Brief: Which of the lines below include the word "SqlitePool"? Pull each one out.

[Stored items]

+ + + +

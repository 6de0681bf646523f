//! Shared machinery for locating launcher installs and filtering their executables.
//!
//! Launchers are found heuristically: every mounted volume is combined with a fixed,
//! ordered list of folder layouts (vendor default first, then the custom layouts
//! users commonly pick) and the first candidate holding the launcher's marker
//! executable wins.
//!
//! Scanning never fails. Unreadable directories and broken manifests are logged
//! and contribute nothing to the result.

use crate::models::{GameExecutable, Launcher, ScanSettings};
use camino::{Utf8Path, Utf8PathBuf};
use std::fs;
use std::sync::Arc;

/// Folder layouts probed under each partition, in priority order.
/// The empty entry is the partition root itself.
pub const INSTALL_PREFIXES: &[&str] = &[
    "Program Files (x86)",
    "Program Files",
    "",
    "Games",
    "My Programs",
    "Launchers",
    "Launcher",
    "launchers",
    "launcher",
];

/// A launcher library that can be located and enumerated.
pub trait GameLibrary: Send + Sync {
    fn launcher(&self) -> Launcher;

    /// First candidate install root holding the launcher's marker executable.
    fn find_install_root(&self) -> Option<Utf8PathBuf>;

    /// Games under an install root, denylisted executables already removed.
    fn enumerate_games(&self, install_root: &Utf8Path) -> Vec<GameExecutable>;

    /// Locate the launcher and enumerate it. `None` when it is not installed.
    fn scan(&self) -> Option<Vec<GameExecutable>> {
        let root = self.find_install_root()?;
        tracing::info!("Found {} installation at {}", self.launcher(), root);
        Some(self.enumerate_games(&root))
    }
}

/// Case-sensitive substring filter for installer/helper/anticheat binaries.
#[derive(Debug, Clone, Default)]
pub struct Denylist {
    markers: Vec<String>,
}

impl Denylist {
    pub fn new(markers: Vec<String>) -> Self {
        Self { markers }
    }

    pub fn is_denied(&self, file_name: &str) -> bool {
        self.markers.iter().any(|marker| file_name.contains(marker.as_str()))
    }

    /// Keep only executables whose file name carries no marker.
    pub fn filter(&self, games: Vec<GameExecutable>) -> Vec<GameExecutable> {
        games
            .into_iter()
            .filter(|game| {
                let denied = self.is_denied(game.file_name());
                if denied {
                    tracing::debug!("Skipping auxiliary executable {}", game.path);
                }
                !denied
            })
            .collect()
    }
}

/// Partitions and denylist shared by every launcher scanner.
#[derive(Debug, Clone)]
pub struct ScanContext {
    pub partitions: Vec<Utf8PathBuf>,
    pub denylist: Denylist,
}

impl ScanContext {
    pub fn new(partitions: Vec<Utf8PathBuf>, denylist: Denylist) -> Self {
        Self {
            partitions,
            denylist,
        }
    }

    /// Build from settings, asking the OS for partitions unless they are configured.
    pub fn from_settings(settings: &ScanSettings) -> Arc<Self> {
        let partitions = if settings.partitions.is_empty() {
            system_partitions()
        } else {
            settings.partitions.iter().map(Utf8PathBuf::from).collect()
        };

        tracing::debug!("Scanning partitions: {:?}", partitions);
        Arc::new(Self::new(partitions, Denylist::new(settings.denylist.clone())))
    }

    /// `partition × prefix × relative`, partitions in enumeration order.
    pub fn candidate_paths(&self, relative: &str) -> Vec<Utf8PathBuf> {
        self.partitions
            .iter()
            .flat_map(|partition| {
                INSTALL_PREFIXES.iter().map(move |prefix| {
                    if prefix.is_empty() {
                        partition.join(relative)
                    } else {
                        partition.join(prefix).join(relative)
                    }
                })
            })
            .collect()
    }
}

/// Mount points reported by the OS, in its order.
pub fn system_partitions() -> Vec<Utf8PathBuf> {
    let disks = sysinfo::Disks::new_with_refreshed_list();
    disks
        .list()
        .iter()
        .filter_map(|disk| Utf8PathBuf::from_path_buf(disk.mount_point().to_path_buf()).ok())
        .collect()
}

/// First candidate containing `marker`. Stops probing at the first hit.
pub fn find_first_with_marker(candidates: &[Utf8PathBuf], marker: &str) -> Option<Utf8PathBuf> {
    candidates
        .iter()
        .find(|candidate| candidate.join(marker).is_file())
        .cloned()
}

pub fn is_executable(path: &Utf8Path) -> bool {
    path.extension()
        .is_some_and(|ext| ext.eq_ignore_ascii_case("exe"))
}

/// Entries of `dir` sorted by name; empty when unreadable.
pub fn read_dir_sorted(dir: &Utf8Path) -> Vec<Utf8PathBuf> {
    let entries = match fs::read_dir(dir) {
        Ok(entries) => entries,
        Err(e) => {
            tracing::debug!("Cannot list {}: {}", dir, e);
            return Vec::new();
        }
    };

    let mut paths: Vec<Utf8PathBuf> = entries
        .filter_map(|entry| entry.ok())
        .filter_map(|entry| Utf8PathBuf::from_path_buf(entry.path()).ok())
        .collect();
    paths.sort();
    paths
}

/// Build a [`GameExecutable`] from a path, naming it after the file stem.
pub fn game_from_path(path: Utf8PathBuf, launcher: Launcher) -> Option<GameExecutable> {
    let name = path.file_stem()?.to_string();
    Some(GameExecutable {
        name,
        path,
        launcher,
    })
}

+ + + +

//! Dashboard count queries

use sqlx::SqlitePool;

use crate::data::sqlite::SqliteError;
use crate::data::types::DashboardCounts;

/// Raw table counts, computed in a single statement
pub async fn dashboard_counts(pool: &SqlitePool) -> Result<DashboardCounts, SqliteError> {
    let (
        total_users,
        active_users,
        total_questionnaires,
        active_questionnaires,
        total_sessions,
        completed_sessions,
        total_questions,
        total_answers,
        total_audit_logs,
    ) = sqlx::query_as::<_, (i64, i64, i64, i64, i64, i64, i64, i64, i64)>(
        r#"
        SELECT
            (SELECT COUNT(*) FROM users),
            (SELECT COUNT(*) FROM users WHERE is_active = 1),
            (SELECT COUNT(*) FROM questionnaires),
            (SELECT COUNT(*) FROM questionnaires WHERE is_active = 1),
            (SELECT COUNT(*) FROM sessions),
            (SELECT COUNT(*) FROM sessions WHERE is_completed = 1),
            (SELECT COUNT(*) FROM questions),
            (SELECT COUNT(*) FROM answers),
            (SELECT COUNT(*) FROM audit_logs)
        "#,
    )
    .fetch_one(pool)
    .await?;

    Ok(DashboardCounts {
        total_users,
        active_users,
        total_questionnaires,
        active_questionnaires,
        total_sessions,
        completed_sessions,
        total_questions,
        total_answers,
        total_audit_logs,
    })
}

+ + + +

Problem solution:
use sqlx::SqlitePool;
pub async fn dashboard_counts(pool: &SqlitePool) -> Result<DashboardCounts, SqliteError> {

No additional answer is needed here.